(Beginning of RECORDS TO PROCESS)
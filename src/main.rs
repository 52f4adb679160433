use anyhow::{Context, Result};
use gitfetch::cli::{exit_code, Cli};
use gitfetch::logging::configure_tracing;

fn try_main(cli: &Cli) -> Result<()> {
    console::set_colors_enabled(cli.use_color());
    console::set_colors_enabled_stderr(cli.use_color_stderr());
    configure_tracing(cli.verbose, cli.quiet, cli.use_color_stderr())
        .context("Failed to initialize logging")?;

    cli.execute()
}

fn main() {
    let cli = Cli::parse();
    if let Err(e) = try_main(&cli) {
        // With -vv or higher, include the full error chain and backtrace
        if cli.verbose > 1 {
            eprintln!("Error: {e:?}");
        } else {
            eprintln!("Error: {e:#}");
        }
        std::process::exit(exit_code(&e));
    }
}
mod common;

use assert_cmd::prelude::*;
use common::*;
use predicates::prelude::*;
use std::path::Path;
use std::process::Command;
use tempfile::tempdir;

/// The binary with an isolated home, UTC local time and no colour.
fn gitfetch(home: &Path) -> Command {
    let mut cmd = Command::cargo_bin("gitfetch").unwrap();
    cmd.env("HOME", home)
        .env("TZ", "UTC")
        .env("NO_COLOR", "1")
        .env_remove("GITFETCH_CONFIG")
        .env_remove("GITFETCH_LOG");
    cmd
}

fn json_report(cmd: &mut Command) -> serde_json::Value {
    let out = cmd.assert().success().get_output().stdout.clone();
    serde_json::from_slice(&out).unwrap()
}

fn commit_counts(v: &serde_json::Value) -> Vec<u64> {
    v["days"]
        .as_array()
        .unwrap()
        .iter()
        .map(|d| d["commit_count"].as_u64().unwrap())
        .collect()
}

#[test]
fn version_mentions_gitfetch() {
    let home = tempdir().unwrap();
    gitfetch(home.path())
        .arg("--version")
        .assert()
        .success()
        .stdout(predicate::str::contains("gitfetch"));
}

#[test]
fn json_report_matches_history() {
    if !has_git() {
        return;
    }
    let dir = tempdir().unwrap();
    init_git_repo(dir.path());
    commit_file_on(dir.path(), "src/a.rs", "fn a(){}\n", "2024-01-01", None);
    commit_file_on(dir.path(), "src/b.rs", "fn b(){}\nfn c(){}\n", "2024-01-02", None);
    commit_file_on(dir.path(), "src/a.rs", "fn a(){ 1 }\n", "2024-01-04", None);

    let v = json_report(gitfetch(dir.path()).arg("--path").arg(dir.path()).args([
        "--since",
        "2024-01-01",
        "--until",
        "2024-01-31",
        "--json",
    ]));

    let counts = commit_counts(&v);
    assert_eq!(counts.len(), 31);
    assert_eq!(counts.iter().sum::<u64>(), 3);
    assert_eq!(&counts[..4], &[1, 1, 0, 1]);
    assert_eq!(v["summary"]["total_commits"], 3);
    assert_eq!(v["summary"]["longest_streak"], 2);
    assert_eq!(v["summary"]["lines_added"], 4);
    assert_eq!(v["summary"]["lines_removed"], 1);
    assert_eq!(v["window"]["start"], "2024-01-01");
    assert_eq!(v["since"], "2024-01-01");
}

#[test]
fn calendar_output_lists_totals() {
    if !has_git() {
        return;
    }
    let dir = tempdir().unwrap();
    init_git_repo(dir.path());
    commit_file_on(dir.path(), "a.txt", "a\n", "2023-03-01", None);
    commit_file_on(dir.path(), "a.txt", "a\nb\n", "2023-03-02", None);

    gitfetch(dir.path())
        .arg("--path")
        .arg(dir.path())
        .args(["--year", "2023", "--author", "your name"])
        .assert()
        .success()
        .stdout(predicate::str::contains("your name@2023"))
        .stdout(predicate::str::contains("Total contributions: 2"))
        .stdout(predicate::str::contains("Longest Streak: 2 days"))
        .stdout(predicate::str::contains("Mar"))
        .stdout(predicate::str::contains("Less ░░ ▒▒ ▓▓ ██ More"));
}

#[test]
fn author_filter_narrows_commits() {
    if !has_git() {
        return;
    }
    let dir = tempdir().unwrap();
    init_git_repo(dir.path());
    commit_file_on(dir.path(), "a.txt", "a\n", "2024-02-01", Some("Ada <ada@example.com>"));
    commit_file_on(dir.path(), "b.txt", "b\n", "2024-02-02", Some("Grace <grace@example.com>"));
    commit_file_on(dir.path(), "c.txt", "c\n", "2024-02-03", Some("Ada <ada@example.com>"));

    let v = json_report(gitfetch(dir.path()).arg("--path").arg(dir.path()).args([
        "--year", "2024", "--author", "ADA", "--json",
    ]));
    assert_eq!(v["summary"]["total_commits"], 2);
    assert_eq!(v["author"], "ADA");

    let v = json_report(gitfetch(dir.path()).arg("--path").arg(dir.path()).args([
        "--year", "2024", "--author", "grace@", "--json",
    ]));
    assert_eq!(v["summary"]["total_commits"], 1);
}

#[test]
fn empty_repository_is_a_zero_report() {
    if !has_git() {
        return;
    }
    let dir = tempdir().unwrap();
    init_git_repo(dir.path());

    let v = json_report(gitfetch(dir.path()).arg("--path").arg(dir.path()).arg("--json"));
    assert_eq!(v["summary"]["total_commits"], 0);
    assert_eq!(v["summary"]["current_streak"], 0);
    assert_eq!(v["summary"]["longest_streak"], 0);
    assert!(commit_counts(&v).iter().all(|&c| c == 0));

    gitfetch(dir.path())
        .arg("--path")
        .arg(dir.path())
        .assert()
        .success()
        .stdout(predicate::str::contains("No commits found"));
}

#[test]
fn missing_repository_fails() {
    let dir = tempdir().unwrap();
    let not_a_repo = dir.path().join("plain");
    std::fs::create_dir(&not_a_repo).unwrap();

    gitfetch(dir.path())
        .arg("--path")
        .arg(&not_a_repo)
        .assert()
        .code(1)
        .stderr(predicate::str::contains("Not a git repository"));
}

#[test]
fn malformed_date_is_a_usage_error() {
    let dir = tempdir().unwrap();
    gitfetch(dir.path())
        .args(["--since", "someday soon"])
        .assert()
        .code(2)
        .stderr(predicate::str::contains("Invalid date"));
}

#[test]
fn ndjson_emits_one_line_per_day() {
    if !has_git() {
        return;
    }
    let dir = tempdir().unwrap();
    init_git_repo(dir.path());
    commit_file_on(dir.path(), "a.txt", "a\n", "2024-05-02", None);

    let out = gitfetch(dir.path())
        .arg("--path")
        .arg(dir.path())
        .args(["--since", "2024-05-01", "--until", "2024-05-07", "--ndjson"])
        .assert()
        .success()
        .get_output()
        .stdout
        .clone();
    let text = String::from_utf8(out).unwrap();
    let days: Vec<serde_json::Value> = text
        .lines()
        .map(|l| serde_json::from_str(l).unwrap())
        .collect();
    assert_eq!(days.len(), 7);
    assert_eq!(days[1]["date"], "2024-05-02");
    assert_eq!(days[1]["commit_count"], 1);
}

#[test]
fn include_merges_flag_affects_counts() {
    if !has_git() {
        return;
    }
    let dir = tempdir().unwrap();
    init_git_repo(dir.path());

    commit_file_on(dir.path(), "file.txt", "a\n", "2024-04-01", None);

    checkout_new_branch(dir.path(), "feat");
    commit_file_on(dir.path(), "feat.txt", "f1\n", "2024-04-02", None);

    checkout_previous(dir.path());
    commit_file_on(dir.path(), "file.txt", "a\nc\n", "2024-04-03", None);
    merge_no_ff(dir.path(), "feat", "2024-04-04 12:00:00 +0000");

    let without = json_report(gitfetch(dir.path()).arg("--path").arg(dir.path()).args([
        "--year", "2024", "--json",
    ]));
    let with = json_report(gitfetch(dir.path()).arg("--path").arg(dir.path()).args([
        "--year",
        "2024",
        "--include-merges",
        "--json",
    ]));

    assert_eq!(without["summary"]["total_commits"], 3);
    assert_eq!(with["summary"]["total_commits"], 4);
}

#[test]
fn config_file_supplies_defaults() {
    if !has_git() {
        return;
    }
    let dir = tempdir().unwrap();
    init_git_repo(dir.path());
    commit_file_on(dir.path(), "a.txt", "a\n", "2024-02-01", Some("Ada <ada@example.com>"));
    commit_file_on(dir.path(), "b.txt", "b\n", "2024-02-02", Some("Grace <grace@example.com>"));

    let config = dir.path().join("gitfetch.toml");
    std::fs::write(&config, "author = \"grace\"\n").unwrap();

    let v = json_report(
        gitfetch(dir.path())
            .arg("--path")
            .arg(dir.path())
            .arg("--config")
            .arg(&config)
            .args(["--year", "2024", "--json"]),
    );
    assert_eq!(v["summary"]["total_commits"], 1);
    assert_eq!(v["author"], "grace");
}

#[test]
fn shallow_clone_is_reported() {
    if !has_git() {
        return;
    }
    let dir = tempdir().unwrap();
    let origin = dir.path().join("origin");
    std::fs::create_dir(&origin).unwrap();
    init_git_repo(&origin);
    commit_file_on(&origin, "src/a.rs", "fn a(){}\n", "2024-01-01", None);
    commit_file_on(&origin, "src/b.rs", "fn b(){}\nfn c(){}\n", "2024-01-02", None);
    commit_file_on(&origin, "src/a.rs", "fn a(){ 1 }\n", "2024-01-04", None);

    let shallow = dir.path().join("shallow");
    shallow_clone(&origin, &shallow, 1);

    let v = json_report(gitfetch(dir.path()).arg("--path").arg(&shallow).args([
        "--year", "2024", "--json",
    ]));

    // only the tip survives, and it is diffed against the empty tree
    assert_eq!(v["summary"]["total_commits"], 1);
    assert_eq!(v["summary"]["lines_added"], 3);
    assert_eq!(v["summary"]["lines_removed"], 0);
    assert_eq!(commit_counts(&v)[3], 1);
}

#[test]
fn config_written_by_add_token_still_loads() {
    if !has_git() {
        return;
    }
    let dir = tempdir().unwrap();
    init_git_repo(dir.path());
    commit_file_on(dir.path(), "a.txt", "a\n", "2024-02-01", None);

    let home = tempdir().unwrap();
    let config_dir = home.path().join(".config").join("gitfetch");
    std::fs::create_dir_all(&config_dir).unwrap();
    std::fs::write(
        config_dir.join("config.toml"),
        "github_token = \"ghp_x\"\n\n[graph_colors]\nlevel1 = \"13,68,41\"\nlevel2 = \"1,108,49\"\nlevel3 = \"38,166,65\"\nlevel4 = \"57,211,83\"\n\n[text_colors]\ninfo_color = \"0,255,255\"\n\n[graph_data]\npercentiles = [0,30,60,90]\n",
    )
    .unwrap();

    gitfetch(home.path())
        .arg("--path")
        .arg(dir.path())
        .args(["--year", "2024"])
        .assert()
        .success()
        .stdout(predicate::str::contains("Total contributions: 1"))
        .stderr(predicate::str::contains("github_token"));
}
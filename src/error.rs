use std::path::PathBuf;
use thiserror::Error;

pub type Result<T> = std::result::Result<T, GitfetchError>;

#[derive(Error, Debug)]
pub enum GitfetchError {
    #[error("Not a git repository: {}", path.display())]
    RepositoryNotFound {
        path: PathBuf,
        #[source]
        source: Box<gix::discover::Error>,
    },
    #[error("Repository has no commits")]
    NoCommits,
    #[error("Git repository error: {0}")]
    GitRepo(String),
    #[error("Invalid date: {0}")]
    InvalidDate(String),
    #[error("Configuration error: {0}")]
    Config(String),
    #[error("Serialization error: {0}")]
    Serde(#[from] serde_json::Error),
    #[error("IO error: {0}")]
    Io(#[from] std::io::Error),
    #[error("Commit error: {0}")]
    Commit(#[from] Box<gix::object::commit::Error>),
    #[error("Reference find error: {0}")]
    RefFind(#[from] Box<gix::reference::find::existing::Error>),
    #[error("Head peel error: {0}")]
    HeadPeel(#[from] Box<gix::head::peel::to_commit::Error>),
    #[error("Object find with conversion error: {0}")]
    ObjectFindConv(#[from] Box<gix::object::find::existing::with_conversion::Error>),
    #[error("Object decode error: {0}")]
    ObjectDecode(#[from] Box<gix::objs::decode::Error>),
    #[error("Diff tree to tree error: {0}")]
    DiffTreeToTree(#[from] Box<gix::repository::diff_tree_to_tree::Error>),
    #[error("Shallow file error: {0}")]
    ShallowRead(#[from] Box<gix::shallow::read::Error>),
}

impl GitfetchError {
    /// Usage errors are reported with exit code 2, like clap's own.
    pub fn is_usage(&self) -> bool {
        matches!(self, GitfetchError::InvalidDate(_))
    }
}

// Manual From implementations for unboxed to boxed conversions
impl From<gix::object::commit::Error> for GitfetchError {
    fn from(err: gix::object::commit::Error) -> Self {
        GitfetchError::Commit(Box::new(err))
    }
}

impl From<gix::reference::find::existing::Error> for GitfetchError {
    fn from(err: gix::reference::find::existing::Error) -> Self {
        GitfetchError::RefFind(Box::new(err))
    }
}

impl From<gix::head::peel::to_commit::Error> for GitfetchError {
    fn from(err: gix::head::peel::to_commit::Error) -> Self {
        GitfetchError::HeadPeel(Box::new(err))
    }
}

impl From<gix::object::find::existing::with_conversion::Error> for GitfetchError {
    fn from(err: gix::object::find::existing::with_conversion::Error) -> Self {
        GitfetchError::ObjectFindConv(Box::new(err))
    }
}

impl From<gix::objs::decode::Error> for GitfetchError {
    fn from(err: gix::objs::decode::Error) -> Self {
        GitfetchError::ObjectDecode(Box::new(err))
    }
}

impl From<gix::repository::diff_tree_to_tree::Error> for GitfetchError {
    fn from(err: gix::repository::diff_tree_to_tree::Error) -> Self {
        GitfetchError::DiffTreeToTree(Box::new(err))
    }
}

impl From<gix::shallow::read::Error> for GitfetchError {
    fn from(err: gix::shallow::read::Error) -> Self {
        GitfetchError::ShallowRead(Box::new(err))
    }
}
(End of RECORDS TO PROCESS)
ACTIVITY ::
Check each line of the records for "year" and copy the ones that contain it.

ANSWER AREA ::
        .args(["--year", "2023", "--author", "your name"])
        "--year", "2024", "--author", "ADA", "--json",
        "--year", "2024", "--author", "grace@", "--json",
        "--year", "2024", "--json",
        "--year",
            .args(["--year", "2024", "--json"]),
        "--year", "2024", "--json",
        .args(["--year", "2024"])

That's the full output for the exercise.